[Start of Attachment]

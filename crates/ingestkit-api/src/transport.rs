use async_trait::async_trait;
use ingestkit_core::{IngestError, Result};
use serde::{Deserialize, Serialize};
use std::time::Duration;

/// Status and body of one HTTP response
#[derive(Debug, Clone, PartialEq, Eq)]
pub struct RawResponse {
    pub status: u16,
    pub body: String,
}

impl RawResponse {
    pub fn new(status: u16, body: impl Into<String>) -> Self {
        Self {
            status,
            body: body.into(),
        }
    }
}

/// Issues a single GET. Implementations must not retry on their own:
/// retry policy lives in `ApiSource`.
///
/// Transport failures (refused, timeout, DNS) are `IngestError::Request`;
/// any HTTP status, including errors, is a successful `RawResponse`.
#[async_trait]
pub trait Transport: Send + Sync {
    async fn get(
        &self,
        url: &str,
        headers: &[(String, String)],
        params: &[(String, String)],
    ) -> Result<RawResponse>;
}

/// HTTP client settings
#[derive(Debug, Clone, PartialEq, Eq, Serialize, Deserialize)]
#[serde(default)]
pub struct HttpConfig {
    /// Whole-request timeout in seconds (default: 30)
    pub timeout_secs: u64,
    /// Connect timeout in seconds (default: 10)
    pub connect_timeout_secs: u64,
    pub user_agent: String,
}

impl Default for HttpConfig {
    fn default() -> Self {
        Self {
            timeout_secs: 30,
            connect_timeout_secs: 10,
            user_agent: concat!("ingestkit/", env!("CARGO_PKG_VERSION")).to_string(),
        }
    }
}

/// `Transport` backed by reqwest
#[derive(Debug, Clone)]
pub struct HttpTransport {
    client: reqwest::Client,
}

impl HttpTransport {
    pub fn new(config: &HttpConfig) -> Result<Self> {
        let client = reqwest::Client::builder()
            .timeout(Duration::from_secs(config.timeout_secs))
            .connect_timeout(Duration::from_secs(config.connect_timeout_secs))
            .user_agent(config.user_agent.as_str())
            .build()
            .map_err(|e| IngestError::Config {
                message: format!("failed to create HTTP client: {}", e),
            })?;
        Ok(Self { client })
    }

    /// Wrap an existing client
    pub fn with_client(client: reqwest::Client) -> Self {
        Self { client }
    }
}

#[async_trait]
impl Transport for HttpTransport {
    async fn get(
        &self,
        url: &str,
        headers: &[(String, String)],
        params: &[(String, String)],
    ) -> Result<RawResponse> {
        let mut request = self.client.get(url).query(params);
        for (name, value) in headers {
            request = request.header(name.as_str(), value.as_str());
        }

        let request_error = |e: reqwest::Error| IngestError::Request {
            url: url.to_string(),
            message: e.to_string(),
        };

        let response = request.send().await.map_err(request_error)?;
        let status = response.status().as_u16();
        let body = response.text().await.map_err(request_error)?;

        tracing::debug!(url, status, bytes = body.len(), "received response");
        Ok(RawResponse { status, body })
    }
}
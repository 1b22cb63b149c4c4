use crate::dialect::Credentials;
use sqlx::PgPool;
use testcontainers::{
    GenericImage, ImageExt,
    core::{ContainerAsync, WaitFor},
    runners::AsyncRunner,
};

const USER: &str = "ingestkit";
const PASSWORD: &str = "ingestkit_test";
const DATABASE: &str = "ingestkit_test";

/// Test database container and pool wrapper
pub struct TestDb {
    pub pool: PgPool,
    port: u16,
    _container: ContainerAsync<GenericImage>,
}

impl TestDb {
    /// Start a new postgres container and connection pool
    pub async fn new() -> Result<Self, Box<dyn std::error::Error>> {
        let image = GenericImage::new("postgres", "16")
            .with_wait_for(WaitFor::message_on_stderr(
                "database system is ready to accept connections",
            ))
            .with_env_var("POSTGRES_USER", USER)
            .with_env_var("POSTGRES_PASSWORD", PASSWORD)
            .with_env_var("POSTGRES_DB", DATABASE);

        let container = image.start().await?;
        let port = container.get_host_port_ipv4(5432).await?;

        let database_url = format!(
            "postgres://{}:{}@127.0.0.1:{}/{}",
            USER, PASSWORD, port, DATABASE
        );

        // Wait for the connection
        let mut attempts = 0;
        let pool = loop {
            match PgPool::connect(&database_url).await {
                Ok(p) => break p,
                Err(_) if attempts < 30 => {
                    attempts += 1;
                    tokio::time::sleep(tokio::time::Duration::from_millis(100)).await;
                }
                Err(e) => return Err(Box::new(e)),
            }
        };

        Ok(TestDb {
            pool,
            port,
            _container: container,
        })
    }

    /// Credentials a `DatabaseSource` can use to reach this database
    pub fn credentials(&self) -> Credentials {
        Credentials::new(USER, PASSWORD, "127.0.0.1", Some(self.port), DATABASE)
    }

    /// Cleanup all test tables
    pub async fn cleanup(&self) -> Result<(), sqlx::Error> {
        crate::fixtures::cleanup(&self.pool).await
    }
}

[End of Attachment]

WORK INSTRUCTION:
Copy each line of the data above without altering a single character.

EXERCISE SOLUTION:
filename crates/ingestkit-api/src/transport.rs
use async_trait::async_trait;
use ingestkit_core::{IngestError, Result};
use serde::{Deserialize, Serialize};
use std::time::Duration;

/// Status and body of one HTTP response
#[derive(Debug, Clone, PartialEq, Eq)]
pub struct RawResponse {
    pub status: u16,
    pub body: String,
}

impl RawResponse {
    pub fn new(status: u16, body: impl Into<String>) -> Self {
        Self {
            status,
            body: body.into(),
        }
    }
}

/// Issues a single GET. Implementations must not retry on their own:
/// retry policy lives in `ApiSource`.
///
/// Transport failures (refused, timeout, DNS) are `IngestError::Request`;
/// any HTTP status, including errors, is a successful `RawResponse`.
#[async_trait]
pub trait Transport: Send + Sync {
    async fn get(
        &self,
        url: &str,
        headers: &[(String, String)],
        params: &[(String, String)],
    ) -> Result<RawResponse>;
}

/// HTTP client settings
#[derive(Debug, Clone, PartialEq, Eq, Serialize, Deserialize)]
#[serde(default)]
pub struct HttpConfig {
    /// Whole-request timeout in seconds (default: 30)
    pub timeout_secs: u64,
    /// Connect timeout in seconds (default: 10)
    pub connect_timeout_secs: u64,
    pub user_agent: String,
}

impl Default for HttpConfig {
    fn default() -> Self {
        Self {
            timeout_secs: 30,
            connect_timeout_secs: 10,
            user_agent: concat!("ingestkit/", env!("CARGO_PKG_VERSION")).to_string(),
        }
    }
}

/// `Transport` backed by reqwest
#[derive(Debug, Clone)]
pub struct HttpTransport {
    client: reqwest::Client,
}

impl HttpTransport {
    pub fn new(config: &HttpConfig) -> Result<Self> {
        let client = reqwest::Client::builder()
            .timeout(Duration::from_secs(config.timeout_secs))
            .connect_timeout(Duration::from_secs(config.connect_timeout_secs))
            .user_agent(config.user_agent.as_str())
            .build()
            .map_err(|e| IngestError::Config {
                message: format!("failed to create HTTP client: {}", e),
            })?;
        Ok(Self { client })
    }

    /// Wrap an existing client
    pub fn with_client(client: reqwest::Client) -> Self {
        Self { client }
    }
}

#[async_trait]
impl Transport for HttpTransport {
    async fn get(
        &self,
        url: &str,
        headers: &[(String, String)],
        params: &[(String, String)],
    ) -> Result<RawResponse> {
        let mut request = self.client.get(url).query(params);
        for (name, value) in headers {
            request = request.header(name.as_str(), value.as_str());
        }

        let request_error = |e: reqwest::Error| IngestError::Request {
            url: url.to_string(),
            message: e.to_string(),
        };

        let response = request.send().await.map_err(request_error)?;
        let status = response.status().as_u16();
        let body = response.text().await.map_err(request_error)?;

        tracing::debug!(url, status, bytes = body.len(), "received response");
        Ok(RawResponse { status, body })
    }
}
repository 1b22cb63b149c4c4
use crate::dialect::Credentials;
use sqlx::PgPool;
use testcontainers::{
    GenericImage, ImageExt,
    core::{ContainerAsync, WaitFor},
    runners::AsyncRunner,
};

const USER: &str = "ingestkit";
const PASSWORD: &str = "ingestkit_test";
const DATABASE: &str = "ingestkit_test";

/// Test database container and pool wrapper
pub struct TestDb {
    pub pool: PgPool,
    port: u16,
    _container: ContainerAsync<GenericImage>,
}

impl TestDb {
    /// Start a new postgres container and connection pool
    pub async fn new() -> Result<Self, Box<dyn std::error::Error>> {
        let image = GenericImage::new("postgres", "16")
            .with_wait_for(WaitFor::message_on_stderr(
                "database system is ready to accept connections",
            ))
            .with_env_var("POSTGRES_USER", USER)
            .with_env_var("POSTGRES_PASSWORD", PASSWORD)
            .with_env_var("POSTGRES_DB", DATABASE);

        let container = image.start().await?;
        let port = container.get_host_port_ipv4(5432).await?;

        let database_url = format!(
            "postgres://{}:{}@127.0.0.1:{}/{}",
            USER, PASSWORD, port, DATABASE
        );

        // Wait for the connection
        let mut attempts = 0;
        let pool = loop {
            match PgPool::connect(&database_url).await {
                Ok(p) => break p,
                Err(_) if attempts < 30 => {
                    attempts += 1;
                    tokio::time::sleep(tokio::time::Duration::from_millis(100)).await;
                }
                Err(e) => return Err(Box::new(e)),
            }
        };

        Ok(TestDb {
            pool,
            port,
            _container: container,
        })
    }

    /// Credentials a `DatabaseSource` can use to reach this database
    pub fn credentials(&self) -> Credentials {
        Credentials::new(USER, PASSWORD, "127.0.0.1", Some(self.port), DATABASE)
    }

    /// Cleanup all test tables
    pub async fn cleanup(&self) -> Result<(), sqlx::Error> {
        crate::fixtures::cleanup(&self.pool).await
    }
}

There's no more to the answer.